### Task item
Can you quote, word for word, every line from the first line of the records below through the line containing "use db::Database;", and nothing else?

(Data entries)
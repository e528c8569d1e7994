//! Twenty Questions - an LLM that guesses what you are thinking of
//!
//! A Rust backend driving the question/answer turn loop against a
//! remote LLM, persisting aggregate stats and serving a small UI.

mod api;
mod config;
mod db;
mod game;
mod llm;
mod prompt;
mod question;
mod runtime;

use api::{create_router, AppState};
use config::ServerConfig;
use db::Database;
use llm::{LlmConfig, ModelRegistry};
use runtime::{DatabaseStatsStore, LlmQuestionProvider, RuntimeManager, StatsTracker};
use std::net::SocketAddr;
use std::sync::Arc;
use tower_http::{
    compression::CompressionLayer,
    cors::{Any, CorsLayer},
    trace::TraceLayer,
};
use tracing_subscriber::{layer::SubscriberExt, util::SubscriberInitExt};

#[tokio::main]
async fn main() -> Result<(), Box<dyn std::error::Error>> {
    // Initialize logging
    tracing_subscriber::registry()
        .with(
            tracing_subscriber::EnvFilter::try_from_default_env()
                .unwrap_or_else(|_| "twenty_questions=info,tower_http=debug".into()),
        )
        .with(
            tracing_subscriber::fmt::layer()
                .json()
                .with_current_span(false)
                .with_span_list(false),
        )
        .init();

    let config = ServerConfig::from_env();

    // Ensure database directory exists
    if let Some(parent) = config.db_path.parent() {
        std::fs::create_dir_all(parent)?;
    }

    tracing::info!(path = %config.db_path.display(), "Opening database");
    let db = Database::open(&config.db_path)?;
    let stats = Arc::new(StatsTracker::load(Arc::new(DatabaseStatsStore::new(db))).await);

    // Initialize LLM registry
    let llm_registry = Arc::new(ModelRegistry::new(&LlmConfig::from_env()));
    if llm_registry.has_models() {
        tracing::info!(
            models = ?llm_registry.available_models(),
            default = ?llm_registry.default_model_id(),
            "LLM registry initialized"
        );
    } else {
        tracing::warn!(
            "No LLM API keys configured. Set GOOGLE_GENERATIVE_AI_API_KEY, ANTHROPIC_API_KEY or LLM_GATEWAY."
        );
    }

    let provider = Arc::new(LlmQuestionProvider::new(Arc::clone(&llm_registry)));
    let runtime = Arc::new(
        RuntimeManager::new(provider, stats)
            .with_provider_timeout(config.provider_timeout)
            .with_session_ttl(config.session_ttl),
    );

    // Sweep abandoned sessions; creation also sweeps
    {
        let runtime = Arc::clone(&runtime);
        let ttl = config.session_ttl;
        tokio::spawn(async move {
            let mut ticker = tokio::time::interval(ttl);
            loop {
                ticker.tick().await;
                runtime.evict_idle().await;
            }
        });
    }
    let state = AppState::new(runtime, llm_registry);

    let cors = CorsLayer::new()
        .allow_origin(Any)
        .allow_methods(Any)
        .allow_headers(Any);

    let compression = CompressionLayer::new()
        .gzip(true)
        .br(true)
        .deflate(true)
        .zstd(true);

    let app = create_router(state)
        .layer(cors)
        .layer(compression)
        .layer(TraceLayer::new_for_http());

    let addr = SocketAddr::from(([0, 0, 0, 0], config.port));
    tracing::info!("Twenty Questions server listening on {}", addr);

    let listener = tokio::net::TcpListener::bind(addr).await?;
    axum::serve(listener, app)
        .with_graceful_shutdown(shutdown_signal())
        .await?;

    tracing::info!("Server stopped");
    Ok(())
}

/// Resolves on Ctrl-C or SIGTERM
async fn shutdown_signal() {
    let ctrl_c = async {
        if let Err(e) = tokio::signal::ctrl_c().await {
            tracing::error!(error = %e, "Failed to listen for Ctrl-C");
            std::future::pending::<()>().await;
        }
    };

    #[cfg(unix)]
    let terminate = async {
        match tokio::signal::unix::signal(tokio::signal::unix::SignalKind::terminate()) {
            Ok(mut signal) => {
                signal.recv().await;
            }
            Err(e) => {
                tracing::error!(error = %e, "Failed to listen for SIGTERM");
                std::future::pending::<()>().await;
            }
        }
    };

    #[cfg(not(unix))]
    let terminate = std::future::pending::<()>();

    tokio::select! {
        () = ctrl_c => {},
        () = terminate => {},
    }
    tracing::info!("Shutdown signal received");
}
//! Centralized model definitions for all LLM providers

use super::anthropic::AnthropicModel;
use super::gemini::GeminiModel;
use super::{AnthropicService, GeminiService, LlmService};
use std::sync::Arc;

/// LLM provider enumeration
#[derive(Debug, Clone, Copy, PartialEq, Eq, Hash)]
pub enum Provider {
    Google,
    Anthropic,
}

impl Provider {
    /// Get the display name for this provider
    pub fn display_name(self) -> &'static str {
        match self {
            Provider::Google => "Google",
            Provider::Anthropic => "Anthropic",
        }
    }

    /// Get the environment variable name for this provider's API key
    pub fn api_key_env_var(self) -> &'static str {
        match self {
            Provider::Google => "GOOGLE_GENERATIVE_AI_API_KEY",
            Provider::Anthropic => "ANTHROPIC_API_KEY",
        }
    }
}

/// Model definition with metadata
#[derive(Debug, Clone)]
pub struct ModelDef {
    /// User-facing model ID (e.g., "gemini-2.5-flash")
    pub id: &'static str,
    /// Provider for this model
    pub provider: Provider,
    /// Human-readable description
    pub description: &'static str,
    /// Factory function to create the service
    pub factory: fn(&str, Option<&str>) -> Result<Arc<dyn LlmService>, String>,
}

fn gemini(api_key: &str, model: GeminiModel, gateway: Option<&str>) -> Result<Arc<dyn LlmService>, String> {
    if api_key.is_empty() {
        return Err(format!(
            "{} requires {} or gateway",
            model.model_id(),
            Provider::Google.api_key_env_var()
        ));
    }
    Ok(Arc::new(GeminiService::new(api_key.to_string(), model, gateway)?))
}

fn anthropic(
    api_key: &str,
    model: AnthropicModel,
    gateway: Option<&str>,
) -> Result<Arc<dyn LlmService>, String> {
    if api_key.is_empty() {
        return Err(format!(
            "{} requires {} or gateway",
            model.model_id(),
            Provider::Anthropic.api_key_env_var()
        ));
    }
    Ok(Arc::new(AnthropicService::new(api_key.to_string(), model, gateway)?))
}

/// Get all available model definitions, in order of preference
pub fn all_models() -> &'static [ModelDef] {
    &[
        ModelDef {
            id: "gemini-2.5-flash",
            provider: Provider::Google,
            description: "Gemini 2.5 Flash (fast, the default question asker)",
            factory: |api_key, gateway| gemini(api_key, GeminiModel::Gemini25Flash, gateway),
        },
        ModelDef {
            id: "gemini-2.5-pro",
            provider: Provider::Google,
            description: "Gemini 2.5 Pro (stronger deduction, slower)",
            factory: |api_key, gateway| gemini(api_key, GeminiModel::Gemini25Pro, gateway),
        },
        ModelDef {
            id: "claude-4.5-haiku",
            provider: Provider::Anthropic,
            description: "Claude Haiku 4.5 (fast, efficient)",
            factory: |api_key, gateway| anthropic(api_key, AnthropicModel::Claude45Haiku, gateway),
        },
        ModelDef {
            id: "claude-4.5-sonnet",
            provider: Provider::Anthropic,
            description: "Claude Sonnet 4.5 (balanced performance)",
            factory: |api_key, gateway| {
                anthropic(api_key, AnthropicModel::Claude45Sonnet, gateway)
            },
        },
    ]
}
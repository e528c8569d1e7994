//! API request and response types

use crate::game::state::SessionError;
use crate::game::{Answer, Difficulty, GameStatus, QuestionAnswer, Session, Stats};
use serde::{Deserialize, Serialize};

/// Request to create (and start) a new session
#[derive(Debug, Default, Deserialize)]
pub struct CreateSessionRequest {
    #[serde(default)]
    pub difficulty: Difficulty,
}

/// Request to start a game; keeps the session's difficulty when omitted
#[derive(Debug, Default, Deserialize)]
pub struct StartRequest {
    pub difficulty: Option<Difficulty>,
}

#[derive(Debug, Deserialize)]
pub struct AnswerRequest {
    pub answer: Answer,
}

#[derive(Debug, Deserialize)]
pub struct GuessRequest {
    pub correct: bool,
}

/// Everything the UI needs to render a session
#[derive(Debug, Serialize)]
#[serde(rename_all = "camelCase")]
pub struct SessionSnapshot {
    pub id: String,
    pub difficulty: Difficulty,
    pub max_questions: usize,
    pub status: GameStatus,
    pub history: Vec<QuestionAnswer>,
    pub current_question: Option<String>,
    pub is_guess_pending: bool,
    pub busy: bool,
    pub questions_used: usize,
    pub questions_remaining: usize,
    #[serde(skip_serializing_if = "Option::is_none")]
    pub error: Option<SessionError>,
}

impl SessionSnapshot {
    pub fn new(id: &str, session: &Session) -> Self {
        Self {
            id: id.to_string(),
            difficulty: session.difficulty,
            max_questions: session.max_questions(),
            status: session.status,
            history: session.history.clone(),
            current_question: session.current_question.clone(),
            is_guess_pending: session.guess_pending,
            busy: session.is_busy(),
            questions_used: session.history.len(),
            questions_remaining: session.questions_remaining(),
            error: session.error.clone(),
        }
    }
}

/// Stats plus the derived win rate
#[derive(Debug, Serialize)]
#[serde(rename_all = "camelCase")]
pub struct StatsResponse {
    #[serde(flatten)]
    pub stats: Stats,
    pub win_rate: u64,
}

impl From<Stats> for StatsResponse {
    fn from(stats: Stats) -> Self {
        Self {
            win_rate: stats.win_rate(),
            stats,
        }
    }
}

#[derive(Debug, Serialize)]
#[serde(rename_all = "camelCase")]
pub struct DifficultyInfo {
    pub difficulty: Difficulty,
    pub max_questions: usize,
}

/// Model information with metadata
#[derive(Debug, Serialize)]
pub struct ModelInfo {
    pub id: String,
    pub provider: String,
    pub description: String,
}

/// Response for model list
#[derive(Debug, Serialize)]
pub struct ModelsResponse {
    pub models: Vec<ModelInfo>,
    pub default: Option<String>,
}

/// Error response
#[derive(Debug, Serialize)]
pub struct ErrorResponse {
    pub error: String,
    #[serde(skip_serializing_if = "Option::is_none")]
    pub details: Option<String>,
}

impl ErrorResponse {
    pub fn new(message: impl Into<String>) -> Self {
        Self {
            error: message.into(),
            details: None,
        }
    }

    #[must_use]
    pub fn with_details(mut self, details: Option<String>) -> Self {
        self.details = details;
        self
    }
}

### Result for this task
repository e528c8569d1e7994
//! Twenty Questions - an LLM that guesses what you are thinking of
//!
//! A Rust backend driving the question/answer turn loop against a
//! remote LLM, persisting aggregate stats and serving a small UI.

mod api;
mod config;
mod db;
mod game;
mod llm;
mod prompt;
mod question;
mod runtime;

use api::{create_router, AppState};
use config::ServerConfig;
use db::Database;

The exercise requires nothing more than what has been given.